### What you should do
The entries are to be repeated verbatim, with nothing left out.

### Dataset entries
%%
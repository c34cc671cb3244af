use std::sync::Arc;

use bytes::Bytes;
use parking_lot::Mutex;
use thiserror::Error;
use tokio::sync::mpsc;

#[derive(Debug, Error)]
pub enum RelayError {
    #[error("relay channel closed")]
    Closed,
    #[error("relay inbound stream already taken")]
    InboundTaken,
    #[error("relay transport error: {0}")]
    Transport(String),
}

pub type RelayResult<T> = Result<T, RelayError>;

/// Ordered, possibly duplicating message pipe to the other call participant.
///
/// `send` never blocks; implementations queue the payload for a writer task.
/// The inbound stream ends when the underlying transport is gone.
pub trait RelayChannel: Send + Sync {
    fn send(&self, payload: Bytes) -> RelayResult<()>;

    /// Hands out the inbound stream. Only the first call succeeds.
    fn inbound(&self) -> RelayResult<mpsc::UnboundedReceiver<Bytes>>;

    fn is_open(&self) -> bool;
}

#[derive(Debug, Default)]
struct Link {
    a_to_b: Mutex<Option<mpsc::UnboundedSender<Bytes>>>,
    b_to_a: Mutex<Option<mpsc::UnboundedSender<Bytes>>>,
}

impl Link {
    fn lane(&self, side: Side) -> &Mutex<Option<mpsc::UnboundedSender<Bytes>>> {
        match side {
            Side::A => &self.a_to_b,
            Side::B => &self.b_to_a,
        }
    }
}

#[derive(Debug, Clone, Copy)]
enum Side {
    A,
    B,
}

impl Side {
    fn other(self) -> Self {
        match self {
            Side::A => Side::B,
            Side::B => Side::A,
        }
    }
}

/// In-memory relay for tests and same-process demos. Created as a linked pair;
/// whatever one end sends, the other end receives in order.
#[derive(Debug)]
pub struct LocalRelay {
    side: Side,
    link: Arc<Link>,
    inbound: Mutex<Option<mpsc::UnboundedReceiver<Bytes>>>,
}

impl LocalRelay {
    pub fn pair() -> (Self, Self) {
        let (a_to_b, b_rx) = mpsc::unbounded_channel();
        let (b_to_a, a_rx) = mpsc::unbounded_channel();
        let link = Arc::new(Link {
            a_to_b: Mutex::new(Some(a_to_b)),
            b_to_a: Mutex::new(Some(b_to_a)),
        });
        let a = Self {
            side: Side::A,
            link: link.clone(),
            inbound: Mutex::new(Some(a_rx)),
        };
        let b = Self {
            side: Side::B,
            link,
            inbound: Mutex::new(Some(b_rx)),
        };
        (a, b)
    }

    /// Delivers `payload` to this end as if the peer had sent it. Lets tests
    /// replay duplicates or late messages.
    pub fn inject(&self, payload: Bytes) -> RelayResult<()> {
        push(self.link.lane(self.side.other()), payload)
    }

    /// Tears the link down for both ends; both inbound streams end.
    pub fn close(&self) {
        self.link.a_to_b.lock().take();
        self.link.b_to_a.lock().take();
    }
}

fn push(lane: &Mutex<Option<mpsc::UnboundedSender<Bytes>>>, payload: Bytes) -> RelayResult<()> {
    let guard = lane.lock();
    let sender = guard.as_ref().ok_or(RelayError::Closed)?;
    sender.send(payload).map_err(|_| RelayError::Closed)
}

impl RelayChannel for LocalRelay {
    fn send(&self, payload: Bytes) -> RelayResult<()> {
        push(self.link.lane(self.side), payload)
    }

    fn inbound(&self) -> RelayResult<mpsc::UnboundedReceiver<Bytes>> {
        self.inbound.lock().take().ok_or(RelayError::InboundTaken)
    }

    fn is_open(&self) -> bool {
        self.link.lane(self.side).lock().is_some()
    }
}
%%
### Worked solution
repository c34cc671cb3244af
use std::sync::Arc;

use bytes::Bytes;
use parking_lot::Mutex;
use thiserror::Error;
use tokio::sync::mpsc;

#[derive(Debug, Error)]
pub enum RelayError {
    #[error("relay channel closed")]
    Closed,
    #[error("relay inbound stream already taken")]
    InboundTaken,
    #[error("relay transport error: {0}")]
    Transport(String),
}

pub type RelayResult<T> = Result<T, RelayError>;

/// Ordered, possibly duplicating message pipe to the other call participant.
///
/// `send` never blocks; implementations queue the payload for a writer task.
/// The inbound stream ends when the underlying transport is gone.
pub trait RelayChannel: Send + Sync {
    fn send(&self, payload: Bytes) -> RelayResult<()>;

    /// Hands out the inbound stream. Only the first call succeeds.
    fn inbound(&self) -> RelayResult<mpsc::UnboundedReceiver<Bytes>>;

    fn is_open(&self) -> bool;
}

#[derive(Debug, Default)]
struct Link {
    a_to_b: Mutex<Option<mpsc::UnboundedSender<Bytes>>>,
    b_to_a: Mutex<Option<mpsc::UnboundedSender<Bytes>>>,
}

impl Link {
    fn lane(&self, side: Side) -> &Mutex<Option<mpsc::UnboundedSender<Bytes>>> {
        match side {
            Side::A => &self.a_to_b,
            Side::B => &self.b_to_a,
        }
    }
}

#[derive(Debug, Clone, Copy)]
enum Side {
    A,
    B,
}

impl Side {
    fn other(self) -> Self {
        match self {
            Side::A => Side::B,
            Side::B => Side::A,
        }
    }
}

/// In-memory relay for tests and same-process demos. Created as a linked pair;
/// whatever one end sends, the other end receives in order.
#[derive(Debug)]
pub struct LocalRelay {
    side: Side,
    link: Arc<Link>,
    inbound: Mutex<Option<mpsc::UnboundedReceiver<Bytes>>>,
}

impl LocalRelay {
    pub fn pair() -> (Self, Self) {
        let (a_to_b, b_rx) = mpsc::unbounded_channel();
        let (b_to_a, a_rx) = mpsc::unbounded_channel();
        let link = Arc::new(Link {
            a_to_b: Mutex::new(Some(a_to_b)),
            b_to_a: Mutex::new(Some(b_to_a)),
        });
        let a = Self {
            side: Side::A,
            link: link.clone(),
            inbound: Mutex::new(Some(a_rx)),
        };
        let b = Self {
            side: Side::B,
            link,
            inbound: Mutex::new(Some(b_rx)),
        };
        (a, b)
    }

    /// Delivers `payload` to this end as if the peer had sent it. Lets tests
    /// replay duplicates or late messages.
    pub fn inject(&self, payload: Bytes) -> RelayResult<()> {
        push(self.link.lane(self.side.other()), payload)
    }

    /// Tears the link down for both ends; both inbound streams end.
    pub fn close(&self) {
        self.link.a_to_b.lock().take();
        self.link.b_to_a.lock().take();
    }
}

fn push(lane: &Mutex<Option<mpsc::UnboundedSender<Bytes>>>, payload: Bytes) -> RelayResult<()> {
    let guard = lane.lock();
    let sender = guard.as_ref().ok_or(RelayError::Closed)?;
    sender.send(payload).map_err(|_| RelayError::Closed)
}

impl RelayChannel for LocalRelay {
    fn send(&self, payload: Bytes) -> RelayResult<()> {
        push(self.link.lane(self.side), payload)
    }

    fn inbound(&self) -> RelayResult<mpsc::UnboundedReceiver<Bytes>> {
        self.inbound.lock().take().ok_or(RelayError::InboundTaken)
    }

    fn is_open(&self) -> bool {
        self.link.lane(self.side).lock().is_some()
    }
}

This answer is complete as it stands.